WHAT IS EXPECTED:
Show every line from the data below that includes "needle".

[Stored items]
------------------------------------------------------------
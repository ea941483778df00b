use crate::app::test::{TestState, MOCK_DIMENSIONS, MOCK_MODEL, MOCK_MODEL_ALT, MOCK_MODEL_WIDE};
use crate::core::model::embedding::{EmbeddingListParams, SimilarityMetric};
use crate::core::model::Pagination;
use crate::core::repo::embedding::EmbeddingRepo;
use crate::core::repo::model::ModelRepo;
use crate::core::service::embedding::dto::{
    BatchEmbeddingPayload, BatchItem, BatchItemStatus, CompatibilityPayload,
    CreateEmbeddingPayload, MigrationItemStatus, MigrationOptions, MigrationPayload,
    SearchPayload,
};
use crate::core::service::model::dto::CreateProviderPayload;
use crate::error::EesErr;

fn create_payload(uri: &str, text: &str) -> CreateEmbeddingPayload {
    CreateEmbeddingPayload {
        uri: uri.to_string(),
        text: text.to_string(),
        model_name: None,
        task_types: None,
        title: None,
    }
}

#[tokio::test]
async fn create_then_find_round_trip() {
    let state = TestState::init().await;
    let service = &state.app.services.embedding;

    let response = service
        .create_embedding(create_payload("doc1", "Hello"))
        .await
        .unwrap();

    assert!(response.id > 0);
    assert_eq!("doc1", response.uri);
    assert_eq!(MOCK_MODEL, response.model_name);
    assert_eq!("Embedding created successfully", response.message);

    let row = service.get_embedding("doc1", None).await.unwrap();
    assert_eq!("Hello", row.text);
    assert_eq!(MOCK_MODEL, row.model_name);
    assert_eq!(MOCK_DIMENSIONS, row.embedding.len());
}

#[tokio::test]
async fn task_type_is_recorded() {
    let state = TestState::init().await;
    let service = &state.app.services.embedding;

    let mut payload = create_payload("typed", "content");
    payload.task_types = Some(vec!["retrieval_document".to_string()]);
    service.create_embedding(payload).await.unwrap();

    let row = service.get_embedding("typed", None).await.unwrap();
    assert_eq!(Some("retrieval_document".to_string()), row.task_type);
}

#[tokio::test]
async fn upsert_leaves_one_row_with_new_text() {
    let state = TestState::init().await;
    let service = &state.app.services.embedding;

    service
        .create_embedding(create_payload("dup", "first version"))
        .await
        .unwrap();
    let original = service.get_embedding("dup", None).await.unwrap();
    assert_eq!(original.created_at, original.updated_at);

    service
        .create_embedding(create_payload("dup", "second version"))
        .await
        .unwrap();
    let replaced = service.get_embedding("dup", None).await.unwrap();

    assert_eq!(original.id, replaced.id);
    assert_eq!("second version", replaced.text);
    assert_eq!(original.created_at, replaced.created_at);
    assert!(replaced.updated_at > original.updated_at);

    let listed = service
        .list_embeddings(EmbeddingListParams {
            uri: Some("dup"),
            model_name: None,
            pagination: Pagination::default(),
        })
        .await
        .unwrap();
    assert_eq!(1, listed.total);
}

#[tokio::test]
async fn batch_isolates_failures_and_preserves_order() {
    let state = TestState::init().await;
    let service = &state.app.services.embedding;

    let response = service
        .create_batch_embeddings(BatchEmbeddingPayload {
            texts: vec![
                BatchItem {
                    uri: "a".to_string(),
                    text: "x".to_string(),
                    title: None,
                },
                BatchItem {
                    uri: String::new(),
                    text: "y".to_string(),
                    title: None,
                },
                BatchItem {
                    uri: "c".to_string(),
                    text: String::new(),
                    title: None,
                },
            ],
            model_name: None,
        })
        .await
        .unwrap();

    assert_eq!(3, response.total);
    assert_eq!(1, response.successful);
    assert_eq!(2, response.failed);
    assert_eq!(3, response.results.len());

    assert!(matches!(
        response.results[0].status,
        BatchItemStatus::Success
    ));
    assert!(matches!(response.results[1].status, BatchItemStatus::Error));
    assert!(matches!(response.results[2].status, BatchItemStatus::Error));

    // Input order survives regardless of per-item outcome.
    assert_eq!("a", response.results[0].uri);
    assert_eq!("", response.results[1].uri);
    assert_eq!("c", response.results[2].uri);
}

#[tokio::test]
async fn empty_batch_is_rejected() {
    let state = TestState::init().await;

    let result = state
        .app
        .services
        .embedding
        .create_batch_embeddings(BatchEmbeddingPayload {
            texts: vec![],
            model_name: None,
        })
        .await;

    assert!(matches!(result.unwrap_err().error, EesErr::Validation(_)));
}

#[tokio::test]
async fn cosine_search_ranks_verbatim_match_first() {
    let state = TestState::init().await;
    let service = &state.app.services.embedding;

    for (uri, text) in [
        ("hit", "hello world"),
        ("miss1", "an entirely different sentence"),
        ("miss2", "grocery lists and receipts"),
    ] {
        service.create_embedding(create_payload(uri, text)).await.unwrap();
    }

    let response = service
        .search_embeddings(SearchPayload {
            query: "hello world".to_string(),
            model_name: None,
            limit: Some(5),
            threshold: Some(0.7),
            metric: Some(SimilarityMetric::Cosine),
        })
        .await
        .unwrap();

    assert_eq!(MOCK_MODEL, response.model_name);
    assert_eq!(response.results.len(), response.count);
    assert!(!response.results.is_empty());

    assert_eq!("hit", response.results[0].uri);
    assert!(response.results[0].similarity >= 0.99);

    for result in &response.results {
        assert!(result.similarity >= 0.7);
    }

    for pair in response.results.windows(2) {
        assert!(pair[0].similarity >= pair[1].similarity);
    }
}

#[tokio::test]
async fn fallback_metrics_rank_identical_text_first() {
    let state = TestState::init().await;
    let service = &state.app.services.embedding;

    for (uri, text) in [
        ("hit", "needle in a haystack"),
        ("miss1", "completely unrelated"),
        ("miss2", "another decoy document"),
    ] {
        service.create_embedding(create_payload(uri, text)).await.unwrap();
    }

    for metric in [SimilarityMetric::Euclidean, SimilarityMetric::DotProduct] {
        let response = service
            .search_embeddings(SearchPayload {
                query: "needle in a haystack".to_string(),
                model_name: None,
                limit: Some(5),
                threshold: None,
                metric: Some(metric),
            })
            .await
            .unwrap();

        assert_eq!("hit", response.results[0].uri, "metric {metric}");
        assert!(
            (response.results[0].similarity - 1.0).abs() < 1e-4,
            "metric {metric}: identical unit vectors score 1"
        );

        for pair in response.results.windows(2) {
            assert!(pair[0].similarity >= pair[1].similarity);
        }
    }
}

#[tokio::test]
async fn list_clamps_limit_and_filters() {
    let state = TestState::init().await;
    let service = &state.app.services.embedding;

    for i in 0..3 {
        service
            .create_embedding(create_payload(&format!("doc/{i}"), "text"))
            .await
            .unwrap();
    }
    service
        .create_embedding(create_payload("other", "text"))
        .await
        .unwrap();

    let page = service
        .list_embeddings(EmbeddingListParams {
            uri: None,
            model_name: None,
            pagination: Pagination::new(1, 400),
        })
        .await
        .unwrap();
    assert_eq!(100, page.limit);
    assert_eq!(4, page.total);
    assert!(!page.has_next);
    assert!(!page.has_prev);

    let filtered = service
        .list_embeddings(EmbeddingListParams {
            uri: Some("doc/"),
            model_name: None,
            pagination: Pagination::default(),
        })
        .await
        .unwrap();
    assert_eq!(3, filtered.total);

    let by_model = service
        .list_embeddings(EmbeddingListParams {
            uri: None,
            model_name: Some("no-such-model"),
            pagination: Pagination::default(),
        })
        .await
        .unwrap();
    assert_eq!(0, by_model.total);

    // Ordered by creation, ascending.
    let all = service
        .list_embeddings(EmbeddingListParams {
            uri: None,
            model_name: Some(MOCK_MODEL),
            pagination: Pagination::default(),
        })
        .await
        .unwrap();
    for pair in all.items.windows(2) {
        assert!(pair[0].created_at <= pair[1].created_at);
    }
}

#[tokio::test]
async fn delete_embedding_twice_is_an_error() {
    let state = TestState::init().await;
    let service = &state.app.services.embedding;

    let response = service
        .create_embedding(create_payload("victim", "text"))
        .await
        .unwrap();

    service.delete_embedding(response.id).await.unwrap();

    let err = service.delete_embedding(response.id).await.unwrap_err();
    assert!(matches!(err.error, EesErr::DoesNotExist(_)));

    let err = service.get_embedding("victim", None).await.unwrap_err();
    assert!(matches!(err.error, EesErr::DoesNotExist(_)));
}

#[tokio::test]
async fn migrate_in_place_rewrites_model_and_vector() {
    let state = TestState::init().await;
    let service = &state.app.services.embedding;

    service.create_embedding(create_payload("m1", "first")).await.unwrap();
    service.create_embedding(create_payload("m2", "second")).await.unwrap();

    let summary = service
        .migrate_embeddings(MigrationPayload {
            from_model: MOCK_MODEL.to_string(),
            to_model: MOCK_MODEL_ALT.to_string(),
            options: None,
        })
        .await
        .unwrap();

    assert_eq!(2, summary.total_processed);
    assert_eq!(2, summary.successful);
    assert_eq!(0, summary.failed);
    assert_eq!(2, summary.details.len());
    assert!(summary
        .details
        .iter()
        .all(|d| matches!(d.status, MigrationItemStatus::Success)));

    let repo = state.repo();
    assert_eq!(0, repo.count_by_model(MOCK_MODEL).await.unwrap());
    assert_eq!(2, repo.count_by_model(MOCK_MODEL_ALT).await.unwrap());

    let row = repo.find_by_uri("m1", MOCK_MODEL_ALT).await.unwrap().unwrap();
    assert_eq!(MOCK_DIMENSIONS, row.embedding.len());
}

#[tokio::test]
async fn migrate_preserving_originals_derives_uris() {
    let state = TestState::init().await;
    let service = &state.app.services.embedding;

    service.create_embedding(create_payload("keep", "content")).await.unwrap();

    let summary = service
        .migrate_embeddings(MigrationPayload {
            from_model: MOCK_MODEL.to_string(),
            to_model: MOCK_MODEL_ALT.to_string(),
            options: Some(MigrationOptions {
                preserve_original: Some(true),
                batch_size: None,
                continue_on_error: None,
            }),
        })
        .await
        .unwrap();

    assert_eq!(1, summary.successful);

    let repo = state.repo();

    // The original is untouched.
    assert!(repo.find_by_uri("keep", MOCK_MODEL).await.unwrap().is_some());

    // The migrated copy lands under the derived URI.
    let derived = format!("keep::{MOCK_MODEL_ALT}");
    let row = repo.find_by_uri(&derived, MOCK_MODEL_ALT).await.unwrap();
    assert!(row.is_some());
}

#[tokio::test]
async fn migrate_rejects_batch_size_out_of_range() {
    let state = TestState::init().await;

    for batch_size in [0, 1001] {
        let err = state
            .app
            .services
            .embedding
            .migrate_embeddings(MigrationPayload {
                from_model: MOCK_MODEL.to_string(),
                to_model: MOCK_MODEL_ALT.to_string(),
                options: Some(MigrationOptions {
                    preserve_original: None,
                    batch_size: Some(batch_size),
                    continue_on_error: None,
                }),
            })
            .await
            .unwrap_err();

        assert!(matches!(err.error, EesErr::Validation(_)));
    }
}

#[tokio::test]
async fn compatibility_follows_registry_dimensions() {
    let state = TestState::init().await;
    let service = &state.app.services.embedding;

    let same = service
        .check_compatibility(CompatibilityPayload {
            source_model: MOCK_MODEL.to_string(),
            target_model: MOCK_MODEL.to_string(),
        })
        .await
        .unwrap();
    assert!(same.compatible);
    assert_eq!(Some(1.0), same.similarity_score);

    let matching = service
        .check_compatibility(CompatibilityPayload {
            source_model: MOCK_MODEL.to_string(),
            target_model: MOCK_MODEL_ALT.to_string(),
        })
        .await
        .unwrap();
    assert!(matching.compatible);

    let mismatched = service
        .check_compatibility(CompatibilityPayload {
            source_model: MOCK_MODEL.to_string(),
            target_model: MOCK_MODEL_WIDE.to_string(),
        })
        .await
        .unwrap();
    assert!(!mismatched.compatible);
    assert!(mismatched.reason.unwrap().contains("mismatch"));

    let err = service
        .check_compatibility(CompatibilityPayload {
            source_model: MOCK_MODEL.to_string(),
            target_model: "unregistered".to_string(),
        })
        .await
        .unwrap_err();
    assert!(matches!(err.error, EesErr::DoesNotExist(_)));
}

#[tokio::test]
async fn task_types_depend_on_model_family() {
    let state = TestState::init().await;
    let service = &state.app.services.embedding;

    let typed = service.get_task_types("text-embedding-004");
    assert_eq!(typed.count, typed.task_types.len());
    assert!(typed.task_types.iter().any(|t| t.value == "retrieval_query"));
    assert!(typed
        .task_types
        .iter()
        .any(|t| t.value == "retrieval_document"));

    let untyped = service.get_task_types(MOCK_MODEL);
    assert_eq!(0, untyped.count);
    assert!(untyped.task_types.is_empty());
}

#[tokio::test]
async fn registry_keeps_a_single_active_model() {
    let state = TestState::init().await;
    let service = &state.app.services.model;
    let repo = state.repo();

    // Seeding activates the default model.
    let active = service.active_model().await.unwrap();
    assert_eq!(MOCK_MODEL, active.name);

    let alt = repo
        .find_model_by_name(MOCK_MODEL_ALT)
        .await
        .unwrap()
        .unwrap();

    service.activate_model(alt.id).await.unwrap();

    let active = service.active_model().await.unwrap();
    assert_eq!(MOCK_MODEL_ALT, active.name);

    let models = service.list_models().await.unwrap();
    assert_eq!(1, models.iter().filter(|m| m.is_active).count());
}

#[tokio::test]
async fn duplicate_provider_endpoint_conflicts() {
    let state = TestState::init().await;
    let service = &state.app.services.model;

    // The seeded default provider occupies this endpoint.
    let err = service
        .create_provider(CreateProviderPayload {
            name: "duplicate".to_string(),
            kind: "ollama".to_string(),
            base_url: "http://mock.localhost".to_string(),
            api_key: None,
            metadata: None,
        })
        .await
        .unwrap_err();

    assert!(matches!(err.error, EesErr::AlreadyExists(_)));

    let err = service
        .create_provider(CreateProviderPayload {
            name: "bogus".to_string(),
            kind: "qdrant".to_string(),
            base_url: "http://somewhere".to_string(),
            api_key: None,
            metadata: None,
        })
        .await
        .unwrap_err();

    assert!(matches!(err.error, EesErr::InvalidProvider(_)));
}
------------------------------------------------------------
OUTPUT OF THE EXERCISE:
        ("hit", "needle in a haystack"),
                query: "needle in a haystack".to_string(),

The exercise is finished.